Damerla, Rama Rao
(2011)
Mutagenic Potential of Telomeric Repeats and the Role of Werner Syndrome Helicase Protein in Facilitating Telomeric DNA Replication.
Doctoral Dissertation, University of Pittsburgh.
(Unpublished)
Abstract
Chromosome termini form nucleoprotein structures called telomeres that consist of tandem repeats of TTAGGG DNA sequences (mammals) and telomeric proteins. Telomeres play a critical role in cell survival and genomic stability. Biochemical studies showed that the G-rich strand of telomeres can fold into secondary DNA structures called G-quadruplexes (G4-DNA), which are thought to impact telomere length regulation and telomeric DNA stability. G4 DNA structures are capable of interfering with DNA synthesis by blocking DNA polymerases in vitro and are proposed to hinder replication in vivo. We cloned telomeric repeats into reporter cassettes on shuttle vectors and replicated them in normal human somatic cells to determine if telomeric repeats induce mutations and deletions due to their ability to fold into G4 DNA structures. We demonstrated for the first time that G-rich telomeric repeats, in spite of their G4 DNA forming ability are stable upon replication in normal human cells. In contrast, ciliate telomeric sequences that form more stable G4 DNA than human telomeric sequences, induce more mutations. Stochastic telomere loss is seen in the premature aging disorder Werner Syndrome, which is caused by loss of the RecQ helicase protein WRN. We hypothesized that WRN deficiency leads to replication fork stalling and collapse due to G4 DNA formed by telomeric repeats resulting in deletions of DNA sequence. Shuttle vectors with a telomeric or control sequence were replicated in U2OS cells deficient or proficient for WRN. Replication of shuttle vectors in normal cells did not influence shuttle vector mutant frequencies, while WRN depleted cells exhibited elevated mutant frequencies for both telomeric and control vectors but the increase was significantly higher for the telomeric vector.
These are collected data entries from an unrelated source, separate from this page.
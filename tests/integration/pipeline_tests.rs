//! Integration tests for the acquisition pipeline
//!
//! These tests use wiremock to stand in for the filings site and drive full
//! passes through fetch, parse, normalize, dedup and store end-to-end.

use insider_harvest::config::Settings;
use insider_harvest::crawler::{Coordinator, DisabledRenderer};
use insider_harvest::storage::{RunStatus, SqliteStorage, Storage};
use insider_harvest::{FailureKind, JobKind};
use std::sync::Arc;
use tempfile::TempDir;
use tokio_util::sync::CancellationToken;
use wiremock::matchers::{method, path};
use wiremock::{Mock, MockServer, ResponseTemplate};

const HEADER: &str = "<tr><th>X</th><th>Filing Date</th><th>Trade Date</th><th>Ticker</th>\
    <th>Insider Name</th><th>Title</th><th>Trade Type</th><th>Price</th><th>Qty</th></tr>";

/// A row as (ticker, insider, price, quantity)
type Row<'a> = (&'a str, &'a str, &'a str, u32);

/// Builds a filings page with the given rows, newest first
fn create_test_page(rows: &[Row<'_>], banner: &str) -> String {
    let body: String = rows
        .iter()
        .map(|(ticker, insider, price, qty)| {
            format!(
                "<tr><td><a href=\"http://www.sec.gov/Archives/form4.xml\">F</a></td>\
                 <td>2024-03-01 16:05:11</td><td>2024-02-28</td><td>{}</td><td>{}</td>\
                 <td>Dir</td><td>S - Sale</td><td>{}</td><td>{}</td></tr>",
                ticker, insider, price, qty
            )
        })
        .collect();
    format!(
        "<html><body><p>{}</p><table id=\"insidertrades\"><thead>{}</thead><tbody>{}</tbody></table></body></html>",
        banner, HEADER, body
    )
}

fn create_test_rows(count: usize) -> Vec<(String, u32)> {
    (0..count).map(|i| (format!("T{}", i), i as u32 + 1)).collect()
}

fn create_large_page(count: usize, banner: &str) -> String {
    let owned = create_test_rows(count);
    let rows: Vec<Row<'_>> = owned
        .iter()
        .map(|(ticker, qty)| (ticker.as_str(), "Jane Doe", "$12.50", *qty))
        .collect();
    create_test_page(&rows, banner)
}

/// Settings pointed at the mock server with the given sources enabled
fn create_test_settings(base_url: &str, dir: &TempDir, sources: &[&str]) -> Settings {
    let mut settings = Settings::default();
    settings.scraper.base_url = base_url.to_string();
    settings.scraper.request_delay = 0.0;
    settings.scraper.retry_delay_base = 0.01;
    settings.scraper.max_retries = 2;
    settings
        .scraper
        .sources
        .retain(|name, _| sources.contains(&name.as_str()));
    settings.advanced.selenium.enabled = false;
    settings.database.path = dir.path().join("trades.db").to_string_lossy().into_owned();
    settings
}

fn create_test_coordinator(settings: Settings) -> Coordinator {
    Coordinator::with_renderer(
        Arc::new(settings),
        Arc::new(DisabledRenderer),
        CancellationToken::new(),
    )
    .expect("coordinator should start")
}

fn open_storage(dir: &TempDir) -> SqliteStorage {
    SqliteStorage::open(&dir.path().join("trades.db")).expect("database should open")
}

#[tokio::test]
async fn test_one_blocked_source_gives_partial_run() {
    let server = MockServer::start().await;
    let dir = TempDir::new().unwrap();

    Mock::given(method("GET"))
        .and(path("/latest-insider-trading"))
        .respond_with(ResponseTemplate::new(200).set_body_string(create_large_page(100, "")))
        .mount(&server)
        .await;
    Mock::given(method("GET"))
        .and(path("/insider-sales"))
        .respond_with(ResponseTemplate::new(403).set_body_string("Access denied"))
        .mount(&server)
        .await;

    let settings = create_test_settings(
        &server.uri(),
        &dir,
        &["latest_filings", "latest_sales"],
    );
    let coordinator = create_test_coordinator(settings);

    let report = coordinator.run_full(&[]).await.unwrap();

    assert_eq!(report.status, RunStatus::Partial);
    assert_eq!(report.exit_code(), 0);
    assert_eq!(report.counts().new, 100);

    let failures: Vec<_> = report.failures().collect();
    assert_eq!(failures.len(), 1);
    assert_eq!(failures[0].0.source, "latest_sales");
    assert_eq!(failures[0].1, FailureKind::Blocked);

    let storage = open_storage(&dir);
    assert_eq!(storage.count_trades().unwrap(), 100);
    let run = storage.get_run(report.run_id).unwrap();
    assert_eq!(run.status, RunStatus::Partial);
    assert_eq!(run.totals.sources_ok, 1);
    assert_eq!(run.totals.sources_failed, 1);

    // A blocked source keeps its schedule due
    let blocked = storage.load_source_state("latest_sales").unwrap();
    assert!(blocked.last_full_refresh_at.is_none());
}

#[tokio::test]
async fn test_rerun_stores_no_duplicates() {
    let server = MockServer::start().await;
    let dir = TempDir::new().unwrap();

    // Changing markup outside the table defeats the content-hash skip, so the
    // second pass goes through dedup row by row.
    Mock::given(method("GET"))
        .and(path("/latest-insider-trading"))
        .respond_with(ResponseTemplate::new(200).set_body_string(create_large_page(50, "first")))
        .up_to_n_times(1)
        .mount(&server)
        .await;
    Mock::given(method("GET"))
        .and(path("/latest-insider-trading"))
        .respond_with(ResponseTemplate::new(200).set_body_string(create_large_page(50, "second")))
        .mount(&server)
        .await;

    let coordinator =
        create_test_coordinator(create_test_settings(&server.uri(), &dir, &["latest_filings"]));

    let first = coordinator.run_full(&[]).await.unwrap();
    assert_eq!(first.status, RunStatus::Completed);
    assert_eq!(first.counts().new, 50);

    let second = coordinator.run_full(&[]).await.unwrap();
    assert_eq!(second.status, RunStatus::Completed);
    assert_eq!(second.counts().new, 0);
    assert_eq!(second.counts().unchanged, 50);

    let storage = open_storage(&dir);
    assert_eq!(storage.count_trades().unwrap(), 50);
    assert_eq!(storage.count_distinct_hashes().unwrap(), 50);
}

#[tokio::test]
async fn test_changed_filing_stores_new_revision() {
    let server = MockServer::start().await;
    let dir = TempDir::new().unwrap();

    Mock::given(method("GET"))
        .and(path("/latest-insider-trading"))
        .respond_with(ResponseTemplate::new(200).set_body_string(create_test_page(
            &[("ACME", "Jane Doe", "$10.00", 100), ("BETA", "John Roe", "$5.00", 20)],
            "",
        )))
        .up_to_n_times(1)
        .mount(&server)
        .await;
    Mock::given(method("GET"))
        .and(path("/latest-insider-trading"))
        .respond_with(ResponseTemplate::new(200).set_body_string(create_test_page(
            &[("ACME", "Jane Doe", "$10.25", 100), ("BETA", "John Roe", "$5.00", 20)],
            "",
        )))
        .mount(&server)
        .await;

    let coordinator =
        create_test_coordinator(create_test_settings(&server.uri(), &dir, &["latest_filings"]));

    coordinator.run_full(&[]).await.unwrap();
    let second = coordinator.run_full(&[]).await.unwrap();
    assert_eq!(second.counts().changed, 1);
    assert_eq!(second.counts().unchanged, 1);

    let storage = open_storage(&dir);
    assert_eq!(storage.count_trades().unwrap(), 3);
    assert_eq!(storage.count_distinct_hashes().unwrap(), 2);
}

#[tokio::test]
async fn test_transient_failure_is_retried() {
    let server = MockServer::start().await;
    let dir = TempDir::new().unwrap();

    Mock::given(method("GET"))
        .and(path("/latest-insider-trading"))
        .respond_with(ResponseTemplate::new(503))
        .up_to_n_times(1)
        .mount(&server)
        .await;
    Mock::given(method("GET"))
        .and(path("/latest-insider-trading"))
        .respond_with(ResponseTemplate::new(200).set_body_string(create_large_page(5, "")))
        .mount(&server)
        .await;

    let coordinator =
        create_test_coordinator(create_test_settings(&server.uri(), &dir, &["latest_filings"]));

    let report = coordinator.run_full(&[]).await.unwrap();
    assert_eq!(report.status, RunStatus::Completed);
    assert_eq!(report.counts().new, 5);
    assert_eq!(server.received_requests().await.unwrap().len(), 2);
}

#[tokio::test]
async fn test_exhausted_retries_fail_the_source() {
    let server = MockServer::start().await;
    let dir = TempDir::new().unwrap();

    Mock::given(method("GET"))
        .respond_with(ResponseTemplate::new(503))
        .expect(3)
        .mount(&server)
        .await;

    let coordinator =
        create_test_coordinator(create_test_settings(&server.uri(), &dir, &["latest_filings"]));

    let report = coordinator.run_full(&[]).await.unwrap();
    assert_eq!(report.status, RunStatus::Failed);
    assert_eq!(report.exit_code(), 2);
    assert_eq!(
        report.sources[0].outcome.failure_kind(),
        Some(FailureKind::TransientNetwork)
    );
}

#[tokio::test]
async fn test_change_detection_escalates_and_ingests_new_filing() {
    let server = MockServer::start().await;
    let dir = TempDir::new().unwrap();

    let old_rows = [("ACME", "Jane Doe", "$10.00", 100), ("BETA", "John Roe", "$5.00", 20)];
    let new_rows = [
        ("GAMA", "Ann Poe", "$7.00", 300),
        ("ACME", "Jane Doe", "$10.00", 100),
        ("BETA", "John Roe", "$5.00", 20),
    ];

    Mock::given(method("GET"))
        .and(path("/latest-insider-trading"))
        .respond_with(ResponseTemplate::new(200).set_body_string(create_test_page(&old_rows, "")))
        .up_to_n_times(1)
        .mount(&server)
        .await;
    Mock::given(method("GET"))
        .and(path("/latest-insider-trading"))
        .respond_with(ResponseTemplate::new(200).set_body_string(create_test_page(&new_rows, "")))
        .mount(&server)
        .await;

    let coordinator =
        create_test_coordinator(create_test_settings(&server.uri(), &dir, &["latest_filings"]));

    coordinator.run_full(&[]).await.unwrap();
    let check = coordinator.run_check(&[]).await.unwrap();

    assert_eq!(check.status, RunStatus::Completed);
    let source = &check.sources[0];
    assert!(source.escalated);
    assert_eq!(source.kind, JobKind::FullRefresh);
    assert_eq!(source.outcome.counts().new, 1);

    let storage = open_storage(&dir);
    assert_eq!(storage.count_trades().unwrap(), 3);
    let state = storage.load_source_state("latest_filings").unwrap();
    assert!(state.last_change_check_at.is_some());
}

#[tokio::test]
async fn test_source_selection() {
    let server = MockServer::start().await;
    let dir = TempDir::new().unwrap();

    Mock::given(method("GET"))
        .and(path("/insider-purchases"))
        .respond_with(ResponseTemplate::new(200).set_body_string(create_large_page(3, "")))
        .expect(1)
        .mount(&server)
        .await;
    Mock::given(method("GET"))
        .and(path("/latest-insider-trading"))
        .respond_with(ResponseTemplate::new(200).set_body_string(create_large_page(3, "")))
        .expect(0)
        .mount(&server)
        .await;
    Mock::given(method("GET"))
        .and(path("/insider-sales"))
        .respond_with(ResponseTemplate::new(200).set_body_string(create_large_page(3, "")))
        .expect(0)
        .mount(&server)
        .await;

    let mut settings = create_test_settings(
        &server.uri(),
        &dir,
        &["latest_filings", "latest_purchases", "latest_sales"],
    );
    if let Some(sales) = settings.scraper.sources.get_mut("latest_sales") {
        sales.enabled = false;
    }
    let coordinator = create_test_coordinator(settings);

    // A disabled source is skipped even when named
    let report = coordinator
        .run_full(&["latest_purchases".to_string(), "latest_sales".to_string()])
        .await
        .unwrap();
    assert_eq!(report.sources.len(), 1);
    assert_eq!(report.sources[0].source, "latest_purchases");

    let storage = open_storage(&dir);
    assert_eq!(
        storage.count_by_source().unwrap(),
        vec![("latest_purchases".to_string(), 3)]
    );
}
We demonstrated that WRN is involved in suppressing mutagenesis in shuttle vectors with telomeric sequences. We are also testing DNA synthesis in plasmids through regions of single stranded DNA containing telomere repeats in WRN proficient and deficient cells. Public health significance: Shortened telomeres are associated with age related diseases such as heart disease, cancer and premature aging disorders. These assays will help us investigate factors that cause accelerated telomere loss with the goal of preventing or delaying disease.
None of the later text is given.